Tapete persa

É ela. É ela! Eu sei o que está acontecendo, por isso preciso ser rápido. Sei também que de nada adianta essa pressa. Preciso ser paciente em meio a esse furacão.

Estou bem ciente do que estou vivendo. Infelizmente. Meu corpo insiste, mas é ele quem dá as ordens. Minha alma apenas obedece. O que eu posso fazer?

Sempre levei a vida na brincadeira. Aceito tudo como se fosse uma aventura. Indeciso, sempre prefiro me arrepender olhando para as cicatrizes do que chorar pelo leite derramado, pelo copo quebrado...

Copo. Procuro por um copo, mas me lembro que o último foi quebrado pelo mesmo motivo que me faria quebrar outro agora. Foi há duas semanas. Semanas. Ainda tenho certa noção de tempo.

Me levanto mais rápido do que os batimentos por minuto do meu coração. Tudo está acelerado, mas só de saber que o normal se aproxima, eu me desespero. Normal pra quem?

Busco uma cueca em meio a um emaranhado de roupas jogadas em cima da cama, assim como meus pensamentos estão. Encontro uma. Acredito ser a mais limpa. Cambaleando, consigo vestir apenas de um lado. Não sinto a outra perna. Ah... Não vai ser agora. Eu vou conseguir colocar a merda da cueca.

Uau! Parece que foi ontem que Liane chegou com este tapete pra decorar o quarto logo depois do casamento. Agora estou aqui, respirando cada ácaro presente nele. Tête-à-tête avec le tapis. Merde! Eu posso ter estragado tudo, mas o tapete continua conservado.

É ela. É ela! Estou escutando!

Não, eu não quero repetir, por isso eu preciso me levantar. A cada segundo eu sinto que estou me transformando neste tapete. O tapete persa que Liane trouxe está mais conservado do que eu. Que ironia.

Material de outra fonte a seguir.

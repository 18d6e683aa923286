//! Internal maintenance endpoints, triggered cron-like by the operator.

use axum::{extract::State, Json};
use hub_core::error::AppError;
use serde::Serialize;
use utoipa::ToSchema;

use crate::{
    models::{AuditAction, AuditLogEntry},
    AppState,
};

/// Result of a session sweep.
#[derive(Debug, Serialize, ToSchema)]
pub struct CleanupResponse {
    pub swept: u64,
}

/// Sweep expired sessions
#[utoipa::path(
    post,
    path = "/internal/sessions/cleanup",
    responses(
        (status = 200, description = "Sweep result", body = CleanupResponse)
    ),
    tag = "Administration",
    security(("bearer_auth" = []))
)]
pub async fn cleanup_sessions(
    State(state): State<AppState>,
) -> Result<Json<CleanupResponse>, AppError> {
    let swept = state.sessions.cleanup_expired().await?;

    if swept > 0 {
        state.audit.record(
            AuditLogEntry::system_action(AuditAction::SessionsSwept, Some("sessao".to_string()), None)
                .with_metadata(serde_json::json!({ "swept": swept })),
        );
    }

    Ok(Json(CleanupResponse { swept }))
}
pub mod config;
pub mod handlers;
pub mod middleware;
pub mod models;
pub mod services;
pub mod utils;

use hub_core::axum::{
    middleware::{from_fn, from_fn_with_state},
    routing::{delete, get, post, put},
    Router,
};
use hub_core::error::AppError;
use hub_core::middleware::{
    rate_limit::ip_rate_limit_middleware, security_headers::security_headers_middleware,
    tracing::request_id_middleware,
};
use tower_http::{cors::CorsLayer, trace::TraceLayer};
use utoipa::{
    openapi::security::{HttpAuthScheme, HttpBuilder, SecurityScheme},
    Modify, OpenApi,
};
use utoipa_swagger_ui::SwaggerUi;

use crate::config::ServiceConfig;
use crate::services::{
    AuditService, AuthService, AuthorizationService, ConsentService, CredentialService, Database,
    PlatformFunctions, SessionService, SuspiciousLoginService,
};
use std::sync::Arc;

#[derive(OpenApi)]
#[openapi(
    paths(
        health_check,
        handlers::auth::login,
        handlers::auth::login_passkey,
        handlers::auth::logout,
        handlers::auth::list_sessions,
        handlers::authz::check,
        handlers::authz::evaluate,
        handlers::authz::context,
        handlers::person::get_me,
        handlers::profile::create_profile,
        handlers::profile::set_grant,
        handlers::profile::create_assignment,
        handlers::audit::list_audit_logs,
        handlers::internal::cleanup_sessions,
    ),
    components(
        schemas(
            handlers::auth::LoginRequest,
            handlers::auth::PasskeyLoginRequest,
            handlers::auth::BackupCodeRequest,
            handlers::auth::LoginResponse,
            handlers::auth::BackupCodesResponse,
            handlers::authz::AuthCheckResponse,
            handlers::authz::EvaluateRequest,
            handlers::authz::EvaluateResponse,
            handlers::authz::AuthContextResponse,
            handlers::audit::AuditLogPage,
            handlers::internal::CleanupResponse,
            models::PersonResponse,
            models::SessionInfo,
            models::PasskeyResponse,
            models::RegisterPasskeyRequest,
            models::CreateProfileRequest,
            models::UpdateProfileRequest,
            models::SetGrantRequest,
            models::ProfileResponse,
            models::ProfileWithGrants,
            models::GrantDetail,
            models::PermissionResponse,
            models::CreatePermissionRequest,
            models::PermissionModule,
            models::PermissionAction,
            models::AssignProfileRequest,
            models::AssignmentResponse,
            models::AssignmentDetail,
            models::AuditLogResponse,
            models::SecurityEventResponse,
            models::ConsentResponse,
            models::GrantConsentRequest,
            models::OpenDataRequest,
            models::AdvanceDataRequest,
            models::DataRequestResponse,
            models::DataRequestState,
            models::DataRequestType,
            services::AccessRequest,
            services::AccessDecision,
            services::DecisionSource,
        )
    ),
    modifiers(&SecurityAddon),
    tags(
        (name = "Authentication", description = "Login, sessions, and credentials"),
        (name = "Authorization", description = "Permission resolution"),
        (name = "People", description = "People records"),
        (name = "Administration", description = "Profiles, grants, audit, maintenance"),
        (name = "Observability", description = "Service health")
    )
)]
pub struct ApiDoc;

struct SecurityAddon;

impl Modify for SecurityAddon {
    fn modify(&self, openapi: &mut utoipa::openapi::OpenApi) {
        if let Some(components) = openapi.components.as_mut() {
            components.add_security_scheme(
                "bearer_auth",
                SecurityScheme::Http(
                    HttpBuilder::new()
                        .scheme(HttpAuthScheme::Bearer)
                        .bearer_format("opaque")
                        .build(),
                ),
            );
        }
    }
}

#[derive(Clone)]
pub struct AppState {
    pub config: ServiceConfig,
    pub db: Database,
    pub audit: AuditService,
    pub authz: AuthorizationService,
    pub sessions: SessionService,
    pub credentials: CredentialService,
    pub auth: AuthService,
    pub suspicious: SuspiciousLoginService,
    pub consents: ConsentService,
    pub platform: Arc<dyn PlatformFunctions>,
    pub login_rate_limiter: hub_core::middleware::rate_limit::IpRateLimiter,
    pub ip_rate_limiter: hub_core::middleware::rate_limit::IpRateLimiter,
}

pub async fn build_router(state: AppState) -> Result<Router, AppError> {
    // Administrative routes: session + seguranca:administrar
    let admin_routes = Router::new()
        .route(
            "/admin/profiles",
            post(handlers::profile::create_profile).get(handlers::profile::list_profiles),
        )
        .route(
            "/admin/profiles/:profile_id",
            get(handlers::profile::get_profile)
                .patch(handlers::profile::update_profile)
                .delete(handlers::profile::deactivate_profile),
        )
        .route(
            "/admin/profiles/:profile_id/grants",
            put(handlers::profile::set_grant),
        )
        .route(
            "/admin/profiles/:profile_id/grants/:permission_id",
            delete(handlers::profile::remove_grant),
        )
        .route(
            "/admin/permissions",
            post(handlers::profile::create_permission).get(handlers::profile::list_permissions),
        )
        .route(
            "/admin/assignments",
            post(handlers::profile::create_assignment),
        )
        .route(
            "/admin/assignments/:assignment_id",
            delete(handlers::profile::end_assignment),
        )
        .route(
            "/admin/people/:person_id/assignments",
            get(handlers::profile::list_person_assignments),
        )
        .route("/admin/audit-logs", get(handlers::audit::list_audit_logs))
        .route(
            "/admin/security-events",
            get(handlers::audit::list_security_events),
        )
        .route(
            "/admin/data-requests",
            get(handlers::consent::list_data_requests),
        )
        .route(
            "/admin/data-requests/:request_id/advance",
            post(handlers::consent::advance_data_request),
        )
        .route(
            "/admin/demo-users",
            post(handlers::functions::provision_demo_user),
        )
        .route(
            "/internal/sessions/cleanup",
            post(handlers::internal::cleanup_sessions),
        )
        .layer(from_fn_with_state(
            state.clone(),
            middleware::admin_guard_middleware,
        ))
        .layer(from_fn_with_state(
            state.clone(),
            middleware::session_auth_middleware,
        ));

    // Authenticated user routes
    let user_routes = Router::new()
        .route("/auth/logout", post(handlers::auth::logout))
        .route(
            "/auth/backup-code/verify",
            post(handlers::auth::verify_backup_code),
        )
        .route(
            "/auth/backup-codes/regenerate",
            post(handlers::auth::regenerate_backup_codes),
        )
        .route(
            "/auth/passkeys",
            post(handlers::auth::register_passkey).get(handlers::auth::list_passkeys),
        )
        .route("/auth/sessions", get(handlers::auth::list_sessions))
        .route(
            "/auth/sessions/:session_id",
            delete(handlers::auth::revoke_session),
        )
        .route(
            "/auth/sessions/revoke-all",
            post(handlers::auth::revoke_all_sessions),
        )
        .route("/authz/check", get(handlers::authz::check))
        .route("/authz/evaluate", post(handlers::authz::evaluate))
        .route("/authz/context", get(handlers::authz::context))
        .route(
            "/people/me",
            get(handlers::person::get_me).patch(handlers::person::update_me),
        )
        .route("/people", get(handlers::person::list_people))
        .route("/people/:person_id", get(handlers::person::get_person))
        .route(
            "/consents",
            post(handlers::consent::grant_consent).get(handlers::consent::list_consents),
        )
        .route(
            "/consents/:consent_id",
            delete(handlers::consent::revoke_consent),
        )
        .route(
            "/data-requests",
            post(handlers::consent::open_data_request)
                .get(handlers::consent::list_my_data_requests),
        )
        .route(
            "/finance/payment-intents",
            post(handlers::functions::create_payment_intent),
        )
        .layer(from_fn_with_state(
            state.clone(),
            middleware::session_auth_middleware,
        ));

    // Login and reset routes carry their own tighter rate limit
    let login_limiter = state.login_rate_limiter.clone();
    let login_routes = Router::new()
        .route("/auth/login", post(handlers::auth::login))
        .route("/auth/login/passkey", post(handlers::auth::login_passkey))
        .route(
            "/auth/password-reset/request",
            post(handlers::functions::request_password_reset),
        )
        .layer(from_fn_with_state(login_limiter, ip_rate_limit_middleware));

    let ip_limiter = state.ip_rate_limiter.clone();

    let mut app = Router::new().route("/health", get(health_check));

    let swagger_enabled = match state.config.environment {
        config::Environment::Dev => true,
        config::Environment::Prod => match state.config.swagger.enabled {
            config::SwaggerMode::Public | config::SwaggerMode::Authenticated => true,
            config::SwaggerMode::Disabled => false,
        },
    };

    if swagger_enabled {
        app =
            app.merge(SwaggerUi::new("/docs").url("/.well-known/openapi.json", ApiDoc::openapi()));
    } else {
        app = app.route(
            "/.well-known/openapi.json",
            get(|| async { hub_core::axum::Json(ApiDoc::openapi()) }),
        );
    }

    let app = app
        .merge(login_routes)
        .merge(user_routes)
        .merge(admin_routes)
        .with_state(state.clone())
        // Global IP rate limiting
        .layer(from_fn_with_state(ip_limiter, ip_rate_limit_middleware))
        // Add tracing layer
        .layer(TraceLayer::new_for_http().make_span_with(
            |request: &hub_core::axum::http::Request<_>| {
                let request_id = request
                    .headers()
                    .get("x-request-id")
                    .and_then(|value| value.to_str().ok())
                    .unwrap_or("-");

                tracing::info_span!(
                    "http_request",
                    request_id = %request_id,
                    method = %request.method(),
                    uri = %request.uri(),
                    version = ?request.version(),
                )
            },
        ))
        // Add tracing middleware for request_id
        .layer(from_fn(request_id_middleware))
        // Add security headers middleware
        .layer(from_fn(security_headers_middleware))
        // Add CORS layer
        .layer(
            CorsLayer::new()
                .allow_origin(
                    state
                        .config
                        .security
                        .allowed_origins
                        .iter()
                        .map(|o| {
                            o.parse::<hub_core::axum::http::HeaderValue>().unwrap_or_else(|e| {
                                tracing::error!(
                                    "Invalid CORS origin '{}': {}. Using fallback.",
                                    o,
                                    e
                                );
                                hub_core::axum::http::HeaderValue::from_static("*")
                            })
                        })
                        .collect::<Vec<hub_core::axum::http::HeaderValue>>(),
                )
                .allow_methods([
                    hub_core::axum::http::Method::GET,
                    hub_core::axum::http::Method::POST,
                    hub_core::axum::http::Method::PATCH,
                    hub_core::axum::http::Method::PUT,
                    hub_core::axum::http::Method::DELETE,
                    hub_core::axum::http::Method::OPTIONS,
                ])
                .allow_headers([
                    hub_core::axum::http::header::AUTHORIZATION,
                    hub_core::axum::http::header::CONTENT_TYPE,
                ]),
        );

    Ok(app)
}

/// Service health check
#[utoipa::path(
    get,
    path = "/health",
    responses(
        (status = 200, description = "Service is healthy"),
        (status = 503, description = "Service is unhealthy")
    ),
    tag = "Observability"
)]
pub async fn health_check(
    hub_core::axum::extract::State(state): hub_core::axum::extract::State<AppState>,
) -> Result<hub_core::axum::Json<serde_json::Value>, AppError> {
    state.db.health_check().await.map_err(|e| {
        tracing::error!(error = %e, "Database health check failed");
        e
    })?;

    Ok(hub_core::axum::Json(serde_json::json!({
        "status": "healthy",
        "service": state.config.service_name,
        "version": state.config.service_version,
        "environment": format!("{:?}", state.config.environment),
        "checks": {
            "postgres": "up"
        }
    })))
}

Arrasto-me em direção ao banheiro. Estão batendo. Estão batendo na merda da porta. Eu preciso sair daqui. Eu preciso sair daqui! Por que estão fazendo isso comigo? Ou, por que eu estou fazendo isso comigo? Não, eu não vou cair nessa. A verdade é que eu já caí. Estou caído no tapete. Merda!

Encosto minha orelha no chão. Passos. São os passos dela. Ela vem. De novo. Ela vem vindo. Como pode? Eu a reconheço pelos passos. Eu sei que é ela. Ah, Liane... Conheço você há 15 anos, mas ainda me admiro com a sua delicadeza. Que vergonha! Que humilhação eu faço você passar. Mas é sempre você, sempre o seu abraço que me conforta quando estou assim. Você não tem medo de mim. Você sempre volta pra mim. Meu amor. Meu amor...

Ela chega, e, como sempre, seus braços delicados me envolvem. Ela me arrasta e apoia minhas costas aos pés da cama. Ah, Liane... Sempre você...

— Vem! – ela gritou.

Pensei que meu coração iria começar a se acalmar, mas não dessa vez. O “vem” de Liane chegou como uma adaga e perfurou meu peito e fez meus olhos sangrarem de decepção. É isso mesmo? Hoje não vou ter o seu abraço?

Ele chegou. Ele me abraçou. Ele me envolveu em um lençol. Um lençol apertado. É esse o abraço que vou ganhar hoje? Ele me levanta. Me afasto de Liane, que está agora aos prantos, agachada aos pés da cama, em cima do tapete persa, o antigo tapete que está mais conservado do que eu.